● **GOAL OF THE EXERCISE**
Would you go through the records below and copy each line with the string "trim"?

Saved entries:
————

use std::{sync::Arc, time::Duration};

use indicatif::{ProgressBar, ProgressStyle};
use tokio::{
    io::{AsyncBufReadExt, BufReader},
    sync::mpsc,
};

use crate::{
    error, info,
    playback::{AudioOutput, PlaybackCoordinator, PlayerCommand, PlayerPhase},
    spotify::{samples, tracks},
    types::Track,
    utils, warning,
};

use super::{Session, spinner};

const SEEK_STEP: f64 = 10.0;
const VOLUME_STEP: f32 = 0.1;

/// Plays previews for a search query or a single track id.
///
/// The matching tracks form a small queue. Transport requests go through a
/// `PlayerHandle`, so the coordinator stays the only writer of the player
/// state; the status line is redrawn from every published view. Controls are
/// read line by line from stdin.
///
/// # Arguments
///
/// * `target` - Search text, a Spotify track id or a bundled sample id
/// * `volume` - Initial volume in `[0, 1]`; out of range values are clamped
pub async fn play(target: String, volume: Option<f32>) {
    let target = target.trim();
    if target.is_empty() {
        error!("Nothing to play, pass a search query or a track id.");
    }

    let session = Session::open().await;
    let pb = spinner(&format!("Looking up \"{target}\"..."));
    let queue = find_tracks(&session, target).await;
    pb.finish_and_clear();

    if queue.is_empty() {
        error!("No tracks found for \"{}\".", target);
    }

    let output = match AudioOutput::open_default() {
        Ok(output) => output,
        Err(e) => error!("Cannot open the audio output. Err: {}", e),
    };

    let (events_tx, events_rx) = mpsc::unbounded_channel();
    let coordinator =
        PlaybackCoordinator::new(output.device(events_tx), Arc::new(session.catalog.clone()));
    let (mut handle, task) = coordinator.spawn(events_rx);

    if let Some(volume) = volume {
        handle.set_volume(volume);
    }

    let mut index = 0;
    handle.select(queue[index].clone());

    info!("Controls: [p]lay/pause, [n]ext, [+]/[-] volume, [f]orward/[b]ack, [q]uit, then Enter");
    let status = status_bar();
    let mut view = handle.view();
    let mut lines = BufReader::new(tokio::io::stdin()).lines();

    loop {
        tokio::select! {
            changed = handle.changed() => {
                let Some(next) = changed else { break };
                view = next;
                status.set_message(format!(
                    "[{}/{}] {}",
                    index + 1,
                    queue.len(),
                    view.status_line()
                ));
            }
            line = lines.next_line() => {
                let Ok(Some(line)) = line else { break };
                match line.trim() {
                    "p" | "" => {
                        if view.is_playing {
                            handle.pause();
                        } else {
                            handle.play();
                        }
                    }
                    "n" => {
                        index = (index + 1) % queue.len();
                        handle.select(queue[index].clone());
                    }
                    "+" => {
                        handle.set_volume(view.volume + VOLUME_STEP);
                    }
                    "-" => {
                        handle.set_volume(view.volume - VOLUME_STEP);
                    }
                    "f" => {
                        handle.seek(view.position + SEEK_STEP);
                    }
                    "b" => {
                        handle.seek((view.position - SEEK_STEP).max(0.0));
                    }
                    "q" => break,
                    other => status.println(format!("Unknown control '{other}'")),
                }
            }
        }
    }

    handle.send(PlayerCommand::Clear);
    status.finish_and_clear();
    if view.phase == PlayerPhase::Errored {
        if let Some(message) = &view.message {
            warning!("{}", message);
        }
    }

    task.abort();
    drop(output);
}

async fn find_tracks(session: &Session, target: &str) -> Vec<Track> {
    let bundled = samples::sample_tracks()
        .into_iter()
        .chain(samples::hindi_sample_tracks())
        .find(|t| t.id == target);
    if let Some(track) = bundled {
        return vec![track];
    }

    if utils::is_spotify_id(target) && session.tokens.is_linked().await {
        match tracks::get_track(&session.spotify, target).await {
            Ok(track) => return vec![track],
            Err(e) => warning!("Track lookup failed, searching instead. Err: {}", e),
        }
    }

    let mut found = session.discovery.search_songs(target, 10).await;
    utils::remove_duplicate_tracks(&mut found);
    found
}

fn status_bar() -> ProgressBar {
    let pb = ProgressBar::new_spinner();
    pb.enable_steady_tick(Duration::from_millis(250));
    pb.set_style(
        ProgressStyle::with_template("{spinner:.green} {msg}")
            .unwrap_or_else(|_| ProgressStyle::default_spinner())
            .tick_chars("♪♫♬♩ "),
    );
    pb
}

————

● **REPLY TO THE EXERCISE**
    let target = target.trim();
                match line.trim() {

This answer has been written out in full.